Northeastern Theater Returns to the Limelight, This Time In-Person

Northeastern theater and business marketing major Amanda Brea and theater and media screen studies major Ashley DiLorenzo read lines in the studio theater on Tuesday, October 12, 2021. The actors are preparing for the first in-person play, Love and Information, which will be performed for live audiences on Thursday. Photo by Alyssa Stone/Northeastern University

Trying to emote the right mix of confusion and horror when a seemingly mundane discussion about lab work takes a disturbing turn is hard enough for any actor—pulling off that same scene while masked in front of a live audience requires a whole other level of acting.

Fourth-year theater student Ashley Lyon says she’s up for the challenge, and audiences can see for themselves starting Thursday night as Lyon and other actors take the stage wearing clear masks in the university’s first in-person theater production since the start of the pandemic.

“They definitely are barriers to communication, but mostly the masks just necessitate some extra attention to volume, diction, and body language,” says Lyon, part of a broad ensemble cast performing “Love and Information,” a play that looks at human connections in the digital age through a series of 57 brief, unrelated interactions.

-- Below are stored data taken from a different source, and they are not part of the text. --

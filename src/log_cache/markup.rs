//! Markup escaping and stripping.
//!
//! [`escape`] and [`strip_html`] are inverses for any text:
//! `strip_html(&escape(s)) == s`.

use once_cell::sync::Lazy;
use regex::{Captures, Regex};

static TAG_OR_ENTITY: Lazy<Regex> = Lazy::new(|| {
    Regex::new(r"<[^>]*>|&(#[0-9]{1,7}|#[xX][0-9a-fA-F]{1,6}|[a-zA-Z]{2,6});")
        .expect("tag/entity pattern is valid")
});

/// Escape markup-unsafe characters for element text or a quoted attribute.
pub fn escape(text: &str) -> String {
    let mut out = String::with_capacity(text.len() + text.len() / 8);
    for ch in text.chars() {
        match ch {
            '&' => out.push_str("&amp;"),
            '<' => out.push_str("&lt;"),
            '>' => out.push_str("&gt;"),
            '"' => out.push_str("&quot;"),
            '\'' => out.push_str("&#x27;"),
            _ => out.push(ch),
        }
    }
    out
}

/// Plain-text content of a markup string: tags removed, entities decoded.
///
/// Decoding is a single pass, so `&amp;lt;` yields `&lt;`, not `<`.
/// Unknown entities are left as written.
pub fn strip_html(markup: &str) -> String {
    TAG_OR_ENTITY
        .replace_all(markup, |caps: &Captures<'_>| match caps.get(1) {
            None => String::new(),
            Some(entity) => decode_entity(entity.as_str())
                .map(String::from)
                .unwrap_or_else(|| caps[0].to_string()),
        })
        .into_owned()
}

fn decode_entity(entity: &str) -> Option<char> {
    if let Some(numeric) = entity.strip_prefix('#') {
        let code = match numeric.strip_prefix(['x', 'X']) {
            Some(hex) => u32::from_str_radix(hex, 16).ok()?,
            None => numeric.parse().ok()?,
        };
        return char::from_u32(code);
    }
    match entity {
        "amp" => Some('&'),
        "lt" => Some('<'),
        "gt" => Some('>'),
        "quot" => Some('"'),
        "apos" => Some('\''),
        "nbsp" => Some('\u{a0}'),
        _ => None,
    }
}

Northeastern theater and business marketing major Amanda Brea and media screen studies major Ashley DiLorenzo put on makeup in the studio theater dressing room. The actresses are preparing for the first in-person play, Love and Information, which will be performed for live audiences on Thursday. Photo by Alyssa Stone/Northeastern University

“Honestly, I’ve gotten to the point where I’m not distracted by face masks anymore. I hardly noticed them throughout rehearsals, even when we were all in opaque masks,” Lyon said, adding that the safety precautions are worth it after more than a year of performances without the instant feedback of an in-person audience.

“The energy between a live audience and the actors on stage is unmatched. There’s something very special about being in physical space together and knowing that I’m sharing my onstage experience with audience members, and vice versa, in real-time,” says Lyon. “This play is the first chance I’ve gotten within Northeastern’s theater department to actually perform for a live audience, and I consider it a huge gift.”

Both the audience and the performers will be wearing masks during the performance as a safety precaution, says Antonio Ocampo-Guzman, who chairs the Department of Theatre at Northeastern. Ocampo-Guzman is also limiting the size of the audience in the small Studio Theatre, located on the second floor of the Curry Student Center, to 60 people instead of the 95 seats normally available. Performances will run from Oct. 14-24.

“It’s really weird because we are back and in person, but it’s not exactly the same as before,” says Ocampo-Guzman. The theater department held its last in-person performance on Feb. 23, 2020, the closing night of a play called “Mary Stuart.” Within weeks, the Boston campus shut down to mitigate the spread of SARS-CoV-2, the coronavirus that causes COVID-19.

“We humans are so resilient, and we get used to things very quickly,” says Ocampo-Guzman, who revamped his classes and theater productions to be virtually accessible.

“It was an interesting time, and it definitely pushed the boundaries of what we consider performance to be,” he says. “At the same time, being able to go back to the theater and being with our students and colleagues has been delightful.”

The electric hum of opening night preparations filled the air Tuesday as everyone from the stage crew to costume design made some final touches before Thursday’s debut. The production’s stage manager, Hannah Marks, a fourth-year theater and math major, scanned the multi-functional set, still wet with paint touch-ups.

“One of the concepts that we have for this show is technology and how the whole digital world has changed how we communicate in relationships,” says Marks. Cell phones will serve as the only props the actors carry on stage.

Marks, a veteran at the university’s theater department, has worked on in-person productions before the pandemic and the virtual performances that took place over the last year. None of them compare to the anticipation of this show, she says.

“We’re back live, so whatever happens, happens and there’s no changing it,” says Marks. “I’m just glad we’ll have all that energy in the room because a performance is so different when it’s in front of people. You can feed off of the energy of the audience instead of performing for an empty room.”